Speaking of the importance of image quality, Charles S. Rhyne, Professor Emeritus of Art History at Reed College, has stated that 'No potential of digital imagery is more unrecognized and undervalued than fidelity to the appearance of the original works of art, yet none carries more promise for transforming the study of art.' He states further that ' . . . with each jump in quality new uses become possible.' and 'What has been overlooked in most discussions of digital imagery is the immense potential of high quality images' (Rhyne, 1996).
Unfortunately, for many researchers and other users, many of the digital images currently available from museums and libraries could not be termed high quality and are probably suitable only for purposes of document identification.
This guide describes some of the technical issues associated with planning, acquiring, configuring, and operating an imaging system. Final users of the images may also find this guide valuable because it provides suggestions for testing and configuring viewing or printing systems and may help explain decisions made by content originators concerning quality trade-offs.

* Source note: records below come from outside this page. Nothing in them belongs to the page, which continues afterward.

mod cli;
mod commands;
mod error;
mod output;

use clap::Parser;
use std::process::ExitCode;
use tracing_subscriber::EnvFilter;

use crate::cli::Cli;
use crate::error::CliError;

#[tokio::main]
async fn main() -> ExitCode {
    tracing_subscriber::fmt()
        .with_env_filter(EnvFilter::from_default_env())
        .with_writer(std::io::stderr)
        .init();

    match run().await {
        Ok(()) => ExitCode::SUCCESS,
        Err(error) => {
            eprintln!("error: {error}");
            ExitCode::from(error.exit_code())
        }
    }
}

async fn run() -> Result<(), CliError> {
    let cli = Cli::parse();
    let rendered = commands::run(&cli).await?;
    output::render(&rendered)
}
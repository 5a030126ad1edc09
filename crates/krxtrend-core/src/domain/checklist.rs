use serde::{Deserialize, Serialize};

use crate::domain::TradeDate;

/// Number of conditions in the trend template. Fixed; report numbering
/// depends on it.
pub const CHECKLIST_LEN: usize = 8;

/// One evaluated condition with its human-readable label.
#[derive(Debug, Clone, PartialEq, Eq, Serialize, Deserialize)]
pub struct ChecklistItem {
    pub description: String,
    pub passed: bool,
}

impl ChecklistItem {
    pub fn new(description: impl Into<String>, passed: bool) -> Self {
        Self {
            description: description.into(),
            passed,
        }
    }
}

/// The evaluated checklist: exactly [`CHECKLIST_LEN`] items in fixed order,
/// the reference date of the underlying data, and the rank score that fed
/// the final condition.
#[derive(Debug, Clone, PartialEq, Serialize, Deserialize)]
pub struct ChecklistResult {
    pub items: Vec<ChecklistItem>,
    pub as_of: TradeDate,
    pub rank: f64,
}

impl ChecklistResult {
    pub fn passed_count(&self) -> usize {
        self.items.iter().filter(|item| item.passed).count()
    }

    pub fn all_passed(&self) -> bool {
        self.passed_count() == self.items.len()
    }
}
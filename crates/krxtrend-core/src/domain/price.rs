use serde::{Deserialize, Serialize};

use crate::domain::{StockCode, TradeDate};
use crate::error::ValidationError;

/// One daily observation of a security's closing price.
#[derive(Debug, Clone, Copy, PartialEq, Serialize, Deserialize)]
pub struct PricePoint {
    pub date: TradeDate,
    pub close: f64,
}

/// Ordered daily price history, oldest first.
///
/// At least 200 trailing points are needed for the longest moving average
/// and 252 for a full 52-week window; shorter histories degrade specific
/// checks rather than failing the evaluation.
#[derive(Debug, Clone, PartialEq, Serialize, Deserialize)]
pub struct PriceSeries {
    code: StockCode,
    points: Vec<PricePoint>,
}

impl PriceSeries {
    /// Construct a series, validating strictly ascending dates.
    pub fn new(code: StockCode, points: Vec<PricePoint>) -> Result<Self, ValidationError> {
        for (index, pair) in points.windows(2).enumerate() {
            if pair[0].date >= pair[1].date {
                return Err(ValidationError::UnorderedSeries { index: index + 1 });
            }
        }

        Ok(Self { code, points })
    }

    pub fn code(&self) -> &StockCode {
        &self.code
    }

    pub fn points(&self) -> &[PricePoint] {
        &self.points
    }

    pub fn len(&self) -> usize {
        self.points.len()
    }

    pub fn is_empty(&self) -> bool {
        self.points.is_empty()
    }

    pub fn last(&self) -> Option<&PricePoint> {
        self.points.last()
    }

    pub fn closes(&self) -> Vec<f64> {
        self.points.iter().map(|point| point.close).collect()
    }
}

#[cfg(test)]
mod tests {
    use super::*;

    fn point(date: &str, close: f64) -> PricePoint {
        PricePoint {
            date: TradeDate::parse(date).expect("valid date"),
            close,
        }
    }

    fn code() -> StockCode {
        StockCode::parse("005930").expect("valid code")
    }

    #[test]
    fn accepts_ascending_series() {
        let series = PriceSeries::new(
            code(),
            vec![point("2025-07-16", 100.0), point("2025-07-17", 101.0)],
        )
        .expect("series should build");
        assert_eq!(series.len(), 2);
        assert_eq!(series.closes(), vec![100.0, 101.0]);
    }

    #[test]
    fn rejects_out_of_order_dates() {
        let err = PriceSeries::new(
            code(),
            vec![point("2025-07-17", 100.0), point("2025-07-16", 101.0)],
        )
        .expect_err("must fail");
        assert!(matches!(err, ValidationError::UnorderedSeries { index: 1 }));
    }

    #[test]
    fn rejects_duplicate_dates() {
        let err = PriceSeries::new(
            code(),
            vec![point("2025-07-17", 100.0), point("2025-07-17", 101.0)],
        )
        .expect_err("must fail");
        assert!(matches!(err, ValidationError::UnorderedSeries { .. }));
    }

    #[test]
    fn allows_empty_series_for_engine_to_reject() {
        let series = PriceSeries::new(code(), Vec::new()).expect("empty series should build");
        assert!(series.is_empty());
        assert!(series.last().is_none());
    }
}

This guide does not recommend any specific scanner, camera, operating system, or image-processing software, nor does it suggest the use of a specific acquisition technique, sampling frequency, spatial resolution, number of bits per pixel, color space, compression algorithm, or storage format. Rather, the guide provides background information on digital imaging, describes generally applicable techniques for ensuring high-quality imagery, and suggests procedures that, to the maximum extent possible, are not limited by the capabilities of currently available hardware or software. The selection of specific components is left to the system users and should be based upon their assessments of their own image quality requirements, their document sizes and quantities, and the acquisition speed needed.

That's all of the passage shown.